Choir Teacher Newsletter: Summer Work Newsletter

The voice is unlike any other instrument: it cannot be put in a case and left in the closet for three months without consequence. Students who do not use their voices over the summer lose breath control, vocal coordination, and range. A student who was singing with a clear, resonant tone in June may return in September with a breathy, effortful sound that takes weeks to recover. A summer work newsletter that gives students a realistic, enjoyable daily practice routine can prevent most of that regression.
This guide covers what to assign for summer choir work, how to write the newsletter that communicates it clearly, and how to make the assignment feel like something worth doing rather than something to avoid.
Frame the assignment around enjoyment, not obligation
Summer choir work succeeds when it connects to what students love about singing. The opening of the newsletter should invite students into an experience, not assign them a task. "Over the summer, I am asking you to spend some time with your voice every day, not because I will be checking in on you weekly, but because the voice you arrive with in September is directly shaped by what you do or do not do over the next three months.
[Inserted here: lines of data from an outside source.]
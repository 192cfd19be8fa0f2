//! Error types for mictl
//!
//! Provides the process-level error type shared by the engine, the CLI and
//! the configuration loader. Per-command failures are reported separately
//! through the engine's completion sinks.

use std::path::PathBuf;

/// Main error type for mictl operations
#[derive(Debug, thiserror::Error)]
pub enum MictlError {
    // === IO Errors ===

    #[error("IO error: {0}")]
    Io(#[from] std::io::Error),

    #[error("Failed to read file {path}: {source}")]
    FileRead {
        path: PathBuf,
        source: std::io::Error,
    },

    #[error("Failed to write file {path}: {source}")]
    FileWrite {
        path: PathBuf,
        source: std::io::Error,
    },

    // === Backend Errors ===

    #[error("Failed to spawn debugger backend {program}: {source}")]
    ProcessSpawn {
        program: String,
        source: std::io::Error,
    },

    #[error("Debugger backend did not expose its {0} stream")]
    MissingStream(&'static str),

    // === Configuration Errors ===

    #[error("Configuration error: {0}")]
    Config(String),

    #[error("Invalid configuration at {path}: {message}")]
    ConfigInvalid { path: PathBuf, message: String },

    #[error("Configuration file not found: {0}")]
    ConfigNotFound(PathBuf),

    // === Internal Errors ===

    #[error("Internal error: {0}")]
    Internal(String),
}

impl MictlError {
    /// Create a config error
    pub fn config(msg: impl Into<String>) -> Self {
        Self::Config(msg.into())
    }

    /// Create an internal error
    pub fn internal(msg: impl Into<String>) -> Self {
        Self::Internal(msg.into())
    }
}

/// Result type alias using MictlError
pub type Result<T> = std::result::Result<T, MictlError>;

#[cfg(test)]
mod tests {
    use super::*;

    // ==================== Display Tests ====================

    #[test]
    fn test_error_display_io() {
        let io_err = std::io::Error::new(std::io::ErrorKind::NotFound, "file not found");
        let err = MictlError::Io(io_err);
        assert!(err.to_string().contains("IO error"));
    }

    #[test]
    fn test_error_display_file_read() {
        let io_err = std::io::Error::new(std::io::ErrorKind::PermissionDenied, "permission denied");
        let err = MictlError::FileRead {
            path: PathBuf::from("/etc/mictl.toml"),
            source: io_err,
        };
        let msg = err.to_string();
        assert!(msg.contains("Failed to read file"));
        assert!(msg.contains("/etc/mictl.toml"));
    }

    #[test]
    fn test_error_display_process_spawn() {
        let err = MictlError::ProcessSpawn {
            program: "gdb".into(),
            source: std::io::Error::new(std::io::ErrorKind::NotFound, "no such file"),
        };
        let msg = err.to_string();
        assert!(msg.contains("Failed to spawn debugger backend gdb"));
        assert!(msg.contains("no such file"));
    }

    #[test]
    fn test_error_display_missing_stream() {
        let err = MictlError::MissingStream("stdout");
        assert_eq!(err.to_string(), "Debugger backend did not expose its stdout stream");
    }

    #[test]
    fn test_error_display_config_invalid() {
        let err = MictlError::ConfigInvalid {
            path: PathBuf::from("/home/user/.config/mictl/config.toml"),
            message: "syntax error".into(),
        };
        let msg = err.to_string();
        assert!(msg.contains("Invalid configuration"));
        assert!(msg.contains("config.toml"));
        assert!(msg.contains("syntax error"));
    }

    #[test]
    fn test_error_display_config_not_found() {
        let err = MictlError::ConfigNotFound(PathBuf::from("/missing/config.toml"));
        assert!(err.to_string().contains("/missing/config.toml"));
    }

    // ==================== Helper Function Tests ====================

    #[test]
    fn test_config_helper() {
        let err = MictlError::config("window_size must be between 1 and 64");
        assert!(matches!(err, MictlError::Config(_)));
        assert!(err.to_string().contains("window_size"));
    }

    #[test]
    fn test_internal_helper() {
        let err = MictlError::internal("invariant violated");
        assert!(matches!(err, MictlError::Internal(_)));
        assert_eq!(err.to_string(), "Internal error: invariant violated");
    }

    #[test]
    fn test_from_io_error_preserves_kind() {
        let io_err = std::io::Error::new(std::io::ErrorKind::PermissionDenied, "denied");
        let err: MictlError = io_err.into();
        if let MictlError::Io(inner) = err {
            assert_eq!(inner.kind(), std::io::ErrorKind::PermissionDenied);
        } else {
            panic!("Expected Io variant");
        }
    }
}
The singers who come back in September feeling confident and free in their voices are the ones who kept singing, even a little, every day."
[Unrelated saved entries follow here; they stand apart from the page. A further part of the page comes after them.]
//! Dispatch loop
//!
//! The one task that owns the session state. Workers and callers never touch
//! the queue, the session context or the listeners directly: they post a
//! [`DispatchMsg`] and this task applies it, so every sink and listener runs
//! here, one at a time.

use std::sync::atomic::{AtomicU64, Ordering};
use std::sync::Arc;

use mictl_protocol::{stack_select_frame, thread_select, CommandContext, Framing, MiCommandLine};
use tokio::sync::{mpsc, oneshot};
use tracing::{debug, error, trace};

use crate::error::CommandError;
use crate::handle::{CommandHandle, CommandId, CommandOutcome};
use crate::listener::{CommandListener, EventListener, ListenerId, MiEvent, Registry};
use crate::run_state::{RunState, INTERNAL_THREAD_ID};
use crate::tables::{InFlightTable, QueuedTable};
use crate::token::TokenAllocator;

pub(crate) type DispatchSender = mpsc::UnboundedSender<DispatchMsg>;

/// Unit of work for the dispatch task
pub(crate) enum DispatchMsg {
    Enqueue(CommandHandle),
    /// Try to move the next queued command to the wire
    ProcessNext,
    Remove(CommandId),
    Completed {
        handle: CommandHandle,
        outcome: CommandOutcome,
    },
    Event(MiEvent),
    Shutdown,
    /// Handles the transmit worker still held when it stopped
    Cancelled(Vec<CommandHandle>),
    AddCommandListener(ListenerId, Arc<dyn CommandListener>),
    AddEventListener(ListenerId, Arc<dyn EventListener>),
    RemoveListener(ListenerId),
    SetRunState(Option<Arc<dyn RunState>>),
    SetUseThreadAndFrameOptions(bool),
    ResetCurrentThread,
    ResetCurrentFrame,
    /// Answered once every message posted before it has been applied
    Barrier(oneshot::Sender<()>),
}

/// Work for the transmit worker
pub(crate) enum TxItem {
    Send {
        handle: CommandHandle,
        /// Addressing to embed natively, when the command takes it
        target: Option<CommandContext>,
    },
    /// Stop after cancelling whatever is still in flight
    Terminate,
}

/// Thread and frame the backend currently has selected, as far as we know
#[derive(Debug, Default)]
struct SessionContext {
    current_thread: Option<String>,
    current_frame: Option<u32>,
}

pub(crate) struct Dispatcher {
    queued: QueuedTable,
    in_flight: Arc<InFlightTable>,
    tokens: TokenAllocator,
    command_ids: Arc<AtomicU64>,
    transmit: mpsc::UnboundedSender<TxItem>,
    me: mpsc::WeakUnboundedSender<DispatchMsg>,
    context: SessionContext,
    window_size: usize,
    /// Tokenized commands on the wire without a result yet
    occupancy: usize,
    use_thread_and_frame_options: bool,
    run_state: Option<Arc<dyn RunState>>,
    command_listeners: Registry<dyn CommandListener>,
    event_listeners: Registry<dyn EventListener>,
    stopped: bool,
}

pub(crate) struct DispatcherSettings {
    pub window_size: usize,
    pub use_thread_and_frame_options: bool,
}

impl Dispatcher {
    pub fn new(
        settings: DispatcherSettings,
        in_flight: Arc<InFlightTable>,
        command_ids: Arc<AtomicU64>,
        transmit: mpsc::UnboundedSender<TxItem>,
        me: mpsc::WeakUnboundedSender<DispatchMsg>,
    ) -> Self {
        Self {
            queued: QueuedTable::default(),
            in_flight,
            tokens: TokenAllocator::new(),
            command_ids,
            transmit,
            me,
            context: SessionContext::default(),
            window_size: settings.window_size.max(1),
            occupancy: 0,
            use_thread_and_frame_options: settings.use_thread_and_frame_options,
            run_state: None,
            command_listeners: Registry::default(),
            event_listeners: Registry::default(),
            stopped: false,
        }
    }

    pub async fn run(mut self, mut rx: mpsc::UnboundedReceiver<DispatchMsg>) {
        debug!(window_size = self.window_size, "Dispatch loop started");
        while let Some(msg) = rx.recv().await {
            self.handle(msg);
        }
        debug!("Dispatch loop finished");
    }

    fn handle(&mut self, msg: DispatchMsg) {
        match msg {
            DispatchMsg::Enqueue(handle) => self.enqueue(handle),
            DispatchMsg::ProcessNext => self.process_next(),
            DispatchMsg::Remove(id) => self.remove(id),
            DispatchMsg::Completed { handle, outcome } => self.complete(handle, outcome),
            DispatchMsg::Event(event) => {
                for listener in self.event_listeners.iter() {
                    listener.event_received(&event);
                }
            }
            DispatchMsg::Shutdown => self.shutdown(),
            DispatchMsg::Cancelled(handles) => {
                for handle in handles {
                    handle.resolve(Err(CommandError::ShutDown));
                }
            }
            DispatchMsg::AddCommandListener(id, listener) => self.command_listeners.add(id, listener),
            DispatchMsg::AddEventListener(id, listener) => self.event_listeners.add(id, listener),
            DispatchMsg::RemoveListener(id) => {
                let removed =
                    self.command_listeners.remove(id) | self.event_listeners.remove(id);
                if !removed {
                    debug!(?id, "Listener was not registered");
                }
            }
            DispatchMsg::SetRunState(run_state) => self.run_state = run_state,
            DispatchMsg::SetUseThreadAndFrameOptions(enabled) => {
                debug!(enabled, "Native thread/frame options toggled");
                self.use_thread_and_frame_options = enabled;
            }
            DispatchMsg::ResetCurrentThread => self.context.current_thread = None,
            DispatchMsg::ResetCurrentFrame => self.context.current_frame = None,
            DispatchMsg::Barrier(done) => {
                let _ = done.send(());
            }
        }
    }

    fn enqueue(&mut self, handle: CommandHandle) {
        if self.stopped {
            handle.resolve(Err(CommandError::ShutDown));
            return;
        }

        for listener in self.command_listeners.iter() {
            listener.command_queued(&handle);
        }
        trace!(
            id = %handle.id(),
            command = %handle.command(),
            queued = self.queued.len() + 1,
            "Command queued"
        );
        self.queued.push(handle);

        // Scheduled as a separate message so listeners reacting to the
        // queued notification get a chance to run first.
        if self.occupancy < self.window_size {
            self.schedule();
        }
    }

    fn schedule(&self) {
        if let Some(me) = self.me.upgrade() {
            let _ = me.send(DispatchMsg::ProcessNext);
        }
    }

    fn remove(&mut self, id: CommandId) {
        match self.queued.remove(id) {
            Some(handle) => {
                debug!(id = %id, "Command removed before sending");
                for listener in self.command_listeners.iter() {
                    listener.command_removed(&handle);
                }
                handle.resolve(Err(CommandError::Removed));
            }
            None => debug!(id = %id, "Command not queued, nothing to remove"),
        }
    }

    fn process_next(&mut self) {
        if self.stopped || self.occupancy >= self.window_size {
            return;
        }
        let Some(mut handle) = self.queued.pop() else {
            return;
        };

        for listener in self.command_listeners.iter() {
            listener.command_sent(&handle);
        }

        let command = Arc::clone(handle.command());
        let native = self.use_thread_and_frame_options && command.supports_thread_and_frame_options();
        if !native {
            if let Some(ctx) = command.context() {
                self.synchronize_context(ctx);
            }
        }
        let target = if native { command.context().cloned() } else { None };

        let raw = handle.framing() == Framing::Raw;
        if !raw {
            handle.assign_token(self.tokens.next_token());
            self.occupancy += 1;
        }
        self.transmit(handle, target);

        // Raw commands take no slot in the window
        if raw {
            self.schedule();
        }
    }

    /// Select the command's thread and frame on the backend if they differ
    /// from what is currently selected
    fn synchronize_context(&mut self, ctx: &CommandContext) {
        let Some(run_state) = &self.run_state else {
            return;
        };
        let Some(thread) = ctx.thread_id.as_deref() else {
            return;
        };
        if !run_state.is_suspended(thread) {
            return;
        }

        if thread != INTERNAL_THREAD_ID && self.context.current_thread.as_deref() != Some(thread) {
            self.context.current_thread = Some(thread.to_string());
            self.context.current_frame = None;
            self.transmit_synthetic(thread_select(thread));
        }

        if let Some(level) = ctx.frame_level {
            if self.context.current_frame != Some(level) {
                self.context.current_frame = Some(level);
                self.transmit_synthetic(stack_select_frame(level));
            }
        }
    }

    fn transmit_synthetic(&mut self, command: MiCommandLine) {
        let id = CommandId(self.command_ids.fetch_add(1, Ordering::Relaxed));
        let mut handle = CommandHandle::new(id, Arc::new(command), None);
        handle.assign_token(self.tokens.next_token());
        self.occupancy += 1;
        self.transmit(handle, None);
    }

    fn transmit(&mut self, handle: CommandHandle, target: Option<CommandContext>) {
        if let Err(mpsc::error::SendError(item)) = self.transmit.send(TxItem::Send { handle, target }) {
            error!("Transmit worker is gone");
            if let TxItem::Send { handle, .. } = item {
                if handle.token().is_some() {
                    self.occupancy = self.occupancy.saturating_sub(1);
                }
                handle.resolve(Err(CommandError::ShutDown));
            }
        }
    }

    fn complete(&mut self, handle: CommandHandle, outcome: CommandOutcome) {
        if handle.token().is_some() {
            self.occupancy = self.occupancy.saturating_sub(1);
        }

        // The sink sees the outcome before any listener does
        handle.resolve(outcome.clone());
        for listener in self.command_listeners.iter() {
            listener.command_done(&handle, &outcome);
        }

        self.process_next();
    }

    fn shutdown(&mut self) {
        if self.stopped {
            return;
        }
        self.stopped = true;

        let queued = self.queued.drain();
        let in_flight = self.in_flight.drain();
        debug!(
            queued = queued.len(),
            in_flight = in_flight.len(),
            "Stopping command processing"
        );

        for handle in queued.into_iter().chain(in_flight) {
            handle.resolve(Err(CommandError::ShutDown));
        }
        self.occupancy = 0;

        let _ = self.transmit.send(TxItem::Terminate);
    }
}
Assign a specific daily warm-up routine
Give students a five-to-ten minute warm-up sequence they can do from memory without a piano or teacher present. "Start each session with one minute of humming on any comfortable pitch, moving gently up and down the scale. Then do two to three lip trills on a five-note scale (use a free keyboard app or YouTube tuning fork for a starting pitch). Finish with 'mah' or 'nay' on a comfortable one-octave scale, focusing on keeping the sound forward and bright. Total time: about five minutes. Then spend five to ten minutes on one of the activities below."

Provide listening assignments with specific recordings
Listening is the most enjoyable and one of the most effective summer activities for choral students. Give them a specific list of recordings to listen to, with direct YouTube links or search terms. "This summer, listen to: the King's Singers performing 'Sure on This Shining Night' by Samuel Barber (search this title on YouTube). The Chanticleer ensemble performing anything from their album 'Lux Aeterna.' The Westminster Choir performing 'Lux Aurumque' by Eric Whitacre. These are the kinds of ensembles and pieces that represent the choral tradition you are developing your voice to participate in. Listen once for pleasure, then listen again and pay attention to how the ensemble creates a unified sound."
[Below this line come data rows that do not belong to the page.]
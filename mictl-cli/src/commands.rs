//! Shell input parsing
//!
//! A line starting with `-` is an MI command, `!text` is written to the
//! debugger verbatim and anything else goes through its console.

use mictl_protocol::{CliCommand, MiCommandLine, RawCommand};

/// One line typed at the prompt
#[derive(Debug, Clone, PartialEq, Eq)]
pub enum Input {
    Mi(MiCommandLine),
    Raw(RawCommand),
    Console(CliCommand),
    Quit,
    Empty,
}

pub fn parse_input(line: &str) -> Input {
    let line = line.trim_end_matches(['\r', '\n']);
    let trimmed = line.trim();

    if trimmed.is_empty() {
        return Input::Empty;
    }
    if trimmed == "quit" || trimmed == "q" {
        return Input::Quit;
    }
    if let Some(raw) = line.strip_prefix('!') {
        return Input::Raw(RawCommand::new(raw));
    }
    if trimmed.starts_with('-') {
        return Input::Mi(MiCommandLine::parse(trimmed));
    }
    Input::Console(CliCommand::new(trimmed))
}

#[cfg(test)]
mod tests {
    use super::*;

    #[test]
    fn test_parse_mi_command() {
        let input = parse_input("-break-insert main\n");
        assert_eq!(input, Input::Mi(MiCommandLine::parse("-break-insert main")));
        if let Input::Mi(cmd) = input {
            assert_eq!(cmd.operation(), "-break-insert");
        }
    }

    #[test]
    fn test_parse_raw_keeps_text_verbatim() {
        assert_eq!(parse_input("! y "), Input::Raw(RawCommand::new(" y ")));
    }

    #[test]
    fn test_parse_console_command() {
        assert_eq!(
            parse_input("  info threads  "),
            Input::Console(CliCommand::new("info threads"))
        );
    }

    #[test]
    fn test_parse_quit_and_empty() {
        assert_eq!(parse_input("quit"), Input::Quit);
        assert_eq!(parse_input(" q "), Input::Quit);
        assert_eq!(parse_input("   "), Input::Empty);
        assert_eq!(parse_input("\r\n"), Input::Empty);
    }
}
Assign fall repertoire preparation if applicable
If you know the fall concert repertoire, assign students to learn the melody of one or two pieces from a recording before school starts. "If you listen to our fall concert pieces over the summer, you will arrive in September already knowing what the music sounds like. That puts you weeks ahead in rehearsal. Our fall program will include 'Ave Verum Corpus' by Mozart and 'Water Night' by Eric Whitacre. Both are on YouTube. Search the title with the composer and find a performance you enjoy. Listen until you can hum the melody comfortably. That is a legitimate piece of fall preparation."
Give students a sight-reading resource for advanced singers
For students in auditioned ensembles, sight-reading practice over the summer is a high-value investment. "The app 'Sight Reading Factory' offers daily sight-reading exercises at different difficulty levels and costs $2 per month. The free version of 'Musescore' has simplified choral scores you can download and sight-read. Even 10 minutes per week of sight-reading practice over the summer translates to significantly faster learning speed at the start of the fall season."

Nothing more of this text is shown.